11.What are the manifestations of optic nerve atrophy by fundoscopy?
Fundoscopic examination varies depending on the cause and location of the disease, and may include the following conditions.
(1) If the lesion is caused by trauma, spinal consumption, retrobulbar optic neuritis, intraorbital inflammation or tumor compression, the optic nerve papilla is pale, with clear borders and often shallow depression. In late stages, gray spots of the sieve plate and slightly thinning retinal vessels are seen. If only the macular fiber bundle of the optic nerve papilla is damaged, the temporal side of the optic nerve papilla is pale.

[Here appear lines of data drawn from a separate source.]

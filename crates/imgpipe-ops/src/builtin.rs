//! Built-in operations.
//!
//! Each operation is a unit of work the registry can look up by name:
//!
//! | Name          | Parameters                                   |
//! |---------------|----------------------------------------------|
//! | Gaussian Blur | `ksize`, `sigmaX`, `sigmaY`, `borderType`    |
//! | Median Blur   | `ksize`                                      |
//! | Box Blur      | `ksize` (pair), `borderType`                 |
//! | Threshold     | `thresh`, `maxval`, `thresh_type`            |
//! | Dilate        | `ksize`, `iterations`, `shape`               |
//! | Erode         | `ksize`, `iterations`, `shape`               |
//! | Resize        | `fx`, `fy`, `interpolation`                  |
//! | Invert        | none                                         |
//! | Blend         | `overlay` (second image), `alpha`            |

use crate::enums::{
    BORDER_TYPE, BorderMode, INTERPOLATION, Interpolation, MORPH_SHAPE, MorphShape,
    THRESHOLD_TYPE, ThresholdKind,
};
use crate::morph::{self, StructuringElement};
use crate::params::ParamReader;
use crate::registry::OperationRegistry;
use crate::{OpsError, OpsResult, Operation, arithmetic, filter, geometry, threshold};
use imgpipe_core::{Image, ParamMap, ParamSchema, ParameterSpec, RuntimeValue};

/// Registers every built-in operation, in listing order.
pub fn register_all(registry: &mut OperationRegistry) {
    registry
        .register(GaussianBlur::new())
        .register(MedianBlur::new())
        .register(BoxBlur::new())
        .register(Threshold::new())
        .register(Morphology::dilate())
        .register(Morphology::erode())
        .register(Resize::new())
        .register(Invert::new())
        .register(Blend::new());
}

fn reader<'a>(op: &'a impl Operation, params: &'a ParamMap) -> ParamReader<'a> {
    ParamReader::new(op.name(), params, op.schema())
}

/// Separable Gaussian smoothing.
pub struct GaussianBlur {
    schema: ParamSchema,
}

impl GaussianBlur {
    /// Creates the operation with its default schema.
    pub fn new() -> Self {
        Self {
            schema: ParamSchema::new()
                .with("ksize", ParameterSpec::int(1, 31, 5, 2))
                .with("sigmaX", ParameterSpec::float(0.1, 10.0, 1.0, 0.1))
                .with("sigmaY", ParameterSpec::float(0.0, 10.0, 0.0, 0.1))
                .with("borderType", ParameterSpec::Enum { ty: &BORDER_TYPE }),
        }
    }
}

impl Default for GaussianBlur {
    fn default() -> Self {
        Self::new()
    }
}

impl Operation for GaussianBlur {
    fn name(&self) -> &'static str {
        "Gaussian Blur"
    }

    fn description(&self) -> &'static str {
        "Smooth with a Gaussian kernel"
    }

    fn schema(&self) -> &ParamSchema {
        &self.schema
    }

    fn process(&self, image: &Image, params: &ParamMap) -> OpsResult<Image> {
        let p = reader(self, params);
        let border = BorderMode::from_enum(p.enumeration("borderType", &BORDER_TYPE)?)?;
        filter::gaussian_blur(
            image,
            p.int("ksize")?,
            p.float("sigmaX")?,
            p.float("sigmaY")?,
            border,
        )
    }
}

/// Median filter.
pub struct MedianBlur {
    schema: ParamSchema,
}

impl MedianBlur {
    /// Creates the operation with its default schema.
    pub fn new() -> Self {
        Self {
            schema: ParamSchema::new().with("ksize", ParameterSpec::int(3, 31, 5, 2)),
        }
    }
}

impl Default for MedianBlur {
    fn default() -> Self {
        Self::new()
    }
}

impl Operation for MedianBlur {
    fn name(&self) -> &'static str {
        "Median Blur"
    }

    fn description(&self) -> &'static str {
        "Replace each pixel with its neighborhood median"
    }

    fn schema(&self) -> &ParamSchema {
        &self.schema
    }

    fn process(&self, image: &Image, params: &ParamMap) -> OpsResult<Image> {
        filter::median_blur(image, reader(self, params).int("ksize")?)
    }
}

/// Normalized box filter.
pub struct BoxBlur {
    schema: ParamSchema,
}

impl BoxBlur {
    /// Creates the operation with its default schema.
    pub fn new() -> Self {
        let sizes = [3_i64, 5, 7, 9, 11, 15]
            .into_iter()
            .map(|k| RuntimeValue::from((k, k)))
            .collect();
        Self {
            schema: ParamSchema::new()
                .with("ksize", ParameterSpec::Choice { options: sizes })
                .with("borderType", ParameterSpec::Enum { ty: &BORDER_TYPE }),
        }
    }
}

impl Default for BoxBlur {
    fn default() -> Self {
        Self::new()
    }
}

impl Operation for BoxBlur {
    fn name(&self) -> &'static str {
        "Box Blur"
    }

    fn description(&self) -> &'static str {
        "Average over a rectangular window"
    }

    fn schema(&self) -> &ParamSchema {
        &self.schema
    }

    fn process(&self, image: &Image, params: &ParamMap) -> OpsResult<Image> {
        let p = reader(self, params);
        let (kw, kh) = p.pair("ksize")?;
        let border = BorderMode::from_enum(p.enumeration("borderType", &BORDER_TYPE)?)?;
        filter::box_blur(image, kw, kh, border)
    }
}

/// Fixed-level threshold.
pub struct Threshold {
    schema: ParamSchema,
}

impl Threshold {
    /// Creates the operation with its default schema.
    pub fn new() -> Self {
        Self {
            schema: ParamSchema::new()
                .with("thresh", ParameterSpec::int(0, 255, 127, 1))
                .with("maxval", ParameterSpec::int(0, 255, 255, 1))
                .with("thresh_type", ParameterSpec::Enum { ty: &THRESHOLD_TYPE }),
        }
    }
}

impl Default for Threshold {
    fn default() -> Self {
        Self::new()
    }
}

impl Operation for Threshold {
    fn name(&self) -> &'static str {
        "Threshold"
    }

    fn description(&self) -> &'static str {
        "Binarize or clip luma against a level"
    }

    fn schema(&self) -> &ParamSchema {
        &self.schema
    }

    fn process(&self, image: &Image, params: &ParamMap) -> OpsResult<Image> {
        let p = reader(self, params);
        let kind = ThresholdKind::from_enum(p.enumeration("thresh_type", &THRESHOLD_TYPE)?)?;
        threshold::threshold(image, p.float("thresh")?, p.float("maxval")?, kind)
    }
}

#[derive(Clone, Copy)]
enum MorphOp {
    Dilate,
    Erode,
}

/// Dilation or erosion with a shaped structuring element.
pub struct Morphology {
    op: MorphOp,
    schema: ParamSchema,
}

impl Morphology {
    fn with_op(op: MorphOp) -> Self {
        Self {
            op,
            schema: ParamSchema::new()
                .with("ksize", ParameterSpec::int(1, 31, 5, 1))
                .with("iterations", ParameterSpec::int(1, 10, 1, 1))
                .with("shape", ParameterSpec::Enum { ty: &MORPH_SHAPE }),
        }
    }

    /// Local maximum.
    pub fn dilate() -> Self {
        Self::with_op(MorphOp::Dilate)
    }

    /// Local minimum.
    pub fn erode() -> Self {
        Self::with_op(MorphOp::Erode)
    }
}

impl Operation for Morphology {
    fn name(&self) -> &'static str {
        match self.op {
            MorphOp::Dilate => "Dilate",
            MorphOp::Erode => "Erode",
        }
    }

    fn description(&self) -> &'static str {
        match self.op {
            MorphOp::Dilate => "Grow bright regions",
            MorphOp::Erode => "Shrink bright regions",
        }
    }

    fn schema(&self) -> &ParamSchema {
        &self.schema
    }

    fn process(&self, image: &Image, params: &ParamMap) -> OpsResult<Image> {
        let p = reader(self, params);
        let ksize = p.int("ksize")?;
        let size = usize::try_from(ksize)
            .ok()
            .filter(|&s| s > 0)
            .ok_or_else(|| OpsError::InvalidParameter(format!("ksize must be positive, got {ksize}")))?;
        let shape = MorphShape::from_enum(p.enumeration("shape", &MORPH_SHAPE)?)?;
        let element = StructuringElement::new(shape, size)?;
        let iterations = p.int("iterations")?;
        match self.op {
            MorphOp::Dilate => morph::dilate(image, &element, iterations),
            MorphOp::Erode => morph::erode(image, &element, iterations),
        }
    }
}

/// Rescale by independent horizontal and vertical factors.
pub struct Resize {
    schema: ParamSchema,
}

impl Resize {
    /// Creates the operation with its default schema.
    pub fn new() -> Self {
        Self {
            schema: ParamSchema::new()
                .with("fx", ParameterSpec::float(0.1, 10.0, 1.0, 0.1))
                .with("fy", ParameterSpec::float(0.1, 10.0, 1.0, 0.1))
                .with("interpolation", ParameterSpec::Enum { ty: &INTERPOLATION }),
        }
    }
}

impl Default for Resize {
    fn default() -> Self {
        Self::new()
    }
}

impl Operation for Resize {
    fn name(&self) -> &'static str {
        "Resize"
    }

    fn description(&self) -> &'static str {
        "Scale the image"
    }

    fn schema(&self) -> &ParamSchema {
        &self.schema
    }

    fn process(&self, image: &Image, params: &ParamMap) -> OpsResult<Image> {
        let p = reader(self, params);
        let interpolation =
            Interpolation::from_enum(p.enumeration("interpolation", &INTERPOLATION)?)?;
        geometry::resize(image, p.float("fx")?, p.float("fy")?, interpolation)
    }
}

/// Photographic negative.
pub struct Invert {
    schema: ParamSchema,
}

impl Invert {
    /// Creates the operation.
    pub fn new() -> Self {
        Self {
            schema: ParamSchema::new(),
        }
    }
}

impl Default for Invert {
    fn default() -> Self {
        Self::new()
    }
}

impl Operation for Invert {
    fn name(&self) -> &'static str {
        "Invert"
    }

    fn description(&self) -> &'static str {
        "Negate color channels"
    }

    fn schema(&self) -> &ParamSchema {
        &self.schema
    }

    fn process(&self, image: &Image, _params: &ParamMap) -> OpsResult<Image> {
        Ok(arithmetic::invert(image))
    }
}

/// Mix with a second image of the same size.
pub struct Blend {
    schema: ParamSchema,
}

impl Blend {
    /// Creates the operation with its default schema.
    pub fn new() -> Self {
        Self {
            schema: ParamSchema::new()
                .with("overlay", ParameterSpec::SecondImage)
                .with("alpha", ParameterSpec::float(0.0, 1.0, 0.5, 0.05)),
        }
    }
}

impl Default for Blend {
    fn default() -> Self {
        Self::new()
    }
}

impl Operation for Blend {
    fn name(&self) -> &'static str {
        "Blend"
    }

    fn description(&self) -> &'static str {
        "Weighted mix with a second image"
    }

    fn schema(&self) -> &ParamSchema {
        &self.schema
    }

    fn process(&self, image: &Image, params: &ParamMap) -> OpsResult<Image> {
        let p = reader(self, params);
        arithmetic::blend(image, p.image("overlay")?, p.float("alpha")?)
    }
}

(2) If the lesion is caused by edema or inflammation of the optic nerve papilla, the optic nerve papilla is grayish with indistinct borders, and the sieve plate is invisible because the surface of the optic nerve papilla is obscured by mechanized exudate. At the same time, there is a white sheath next to the vessels surrounding the optic nerve papilla, and the retinal arterioles become thin. If increased intraocular pressure can cause optic nerve papilla atrophy, there is an obvious cup-shaped depression and the sieve plate is clearly visible.
(3) lesions caused by retinal chorioretinitis, retinitis pigmentosa, etc., the optic nerve papillae are waxy yellow atrophy, slightly blurred at the edges, and the retinal vessels are extremely thin.
12.How to treat optic nerve atrophy?
The main treatment of optic nerve atrophy is to control the cause of optic nerve atrophy. Vitamin drugs such as vitamin B1, vitamin B12, vitamin C, vitamin E, niacin and other vasodilators such as adenosine triphosphate, iodine preparations, stilbene, herbs, etc. are taken. In addition, oxygen therapy, tissue therapy, new needle therapy and small amount of multiple blood transfusion therapy are effective.